[36] Orme Journal, 335.
[37] Orme mentions no encounter with the Indians at this place of encampment.
[38] According to Orme, the first brigade encamped about three miles west of Savage River (Orme Journal, 335), a location which corresponds with that suggested above. This spot, furthermore, is the only advantageous ground in the vicinity.
[39] Dense forests of white pine formerly covered this region, which, from the deep gloom of the summer woods and the favorable shelter that the pines gave to the Indian enemy, came to be spoken of as the “Shades of Death.” The writer’s party was told that the old wagoners who used to drive from Baltimore to Zanesville dreaded this locality as the darkest and gloomiest place along the entire route. Of the former gloomy forest, however, nothing now remains except the stumps. The trees were cut down years ago, sawed up, and shipped to market.
[40] From Mrs. Henry Meerbach the writer secured two English pennies bearing date of 1724 and 1753 respectively, which, she said, were picked up on Braddock Road on the eastern slope of Meadow Mountain.
[41] This is doubtless the bog to which Orme refers as having “been very well repaired by Sir John St. Clair’s advanced party with infinite labour” (Orme Journal, 335).
[42] This mountain, it may be noted, constitutes the dividing ridge between the waters that flow into the Atlantic and those that enter the Gulf of Mexico.

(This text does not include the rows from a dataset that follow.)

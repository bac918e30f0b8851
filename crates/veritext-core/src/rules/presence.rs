//! Presence rule: certain fields must (or should) be found.

use serde::Deserialize;

use crate::issue::Issue;
use crate::record::ExtractedRecord;

use super::{missing_target, Rule};

/// How strongly a field's presence is expected.
#[derive(Debug, Clone, Copy, PartialEq, Eq, Deserialize)]
#[serde(rename_all = "snake_case")]
pub enum PresenceLevel {
    /// Absent value is an error
    Required,
    /// Absent value is a warning
    Recommended,
}

/// Emits a finding when the target field has no value.
#[derive(Debug, Clone)]
pub struct PresenceRule {
    pub field: String,
    pub level: PresenceLevel,
}

impl PresenceRule {
    pub fn new(field: impl Into<String>, level: PresenceLevel) -> Self {
        Self {
            field: field.into(),
            level,
        }
    }
}

impl Rule for PresenceRule {
    fn name(&self) -> String {
        format!("presence({})", self.field)
    }

    fn check(&self, record: &ExtractedRecord) -> Vec<Issue> {
        let Some(field) = record.get(&self.field) else {
            return vec![missing_target(self, &self.field)];
        };

        if !field.is_missing() {
            return vec![];
        }

        let issue = match self.level {
            PresenceLevel::Required => Issue::error(
                &self.field,
                format!("{} is required but was not found", self.field),
            ),
            PresenceLevel::Recommended => Issue::warning(
                &self.field,
                format!("{} is recommended but was not found", self.field),
            ),
        };
        vec![issue]
    }
}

[43] Orme Journal, 335. The Little Meadows farm at present consists of over 1200 acres. At the time the National turnpike was laid out Jesse Tomlinson owned the land at this point and kept a tavern on Braddock Road. The Tomlinson estate was, indeed, one of the objective points for the turnpike as specified in the first report of the commission appointed to lay out the National road, then uniformly known under the legal name of Cumberland Road (Executive Document, 9 Cong., 2 sess., Jan. 31. 1807, 16 pp.). On June 15, 1755, the entire force had reached Little Meadows, where at a council of war it was determined that General Braddock and Colonel Halket, with a detachment of the best men of the two regiments (in all about 1400, lightly encumbered), should move forward. Colonel Dunbar with the residue (about 900), and the heavy baggage, stores, and artillery, was to advance by slow and easy marches.
[44] At this point it may be well to clear up an obscurity likely to arise from a confusion of the following names: Little Meadows is at the western slope of Meadow Mountain, twenty miles from Cumberland; Great Meadows, which marks the site of Fort Necessity, is about thirty-one miles farther west; Little Crossings is a ford of the Castleman River just east of Grantsville and two miles west of Little Meadows; Great Crossings is the passage of the Youghiogheny about half a mile above Somerfield and sixteen miles west of Little Crossings.
[45] This is the only region on the entire route in which pine trees in any considerable quantity still remain.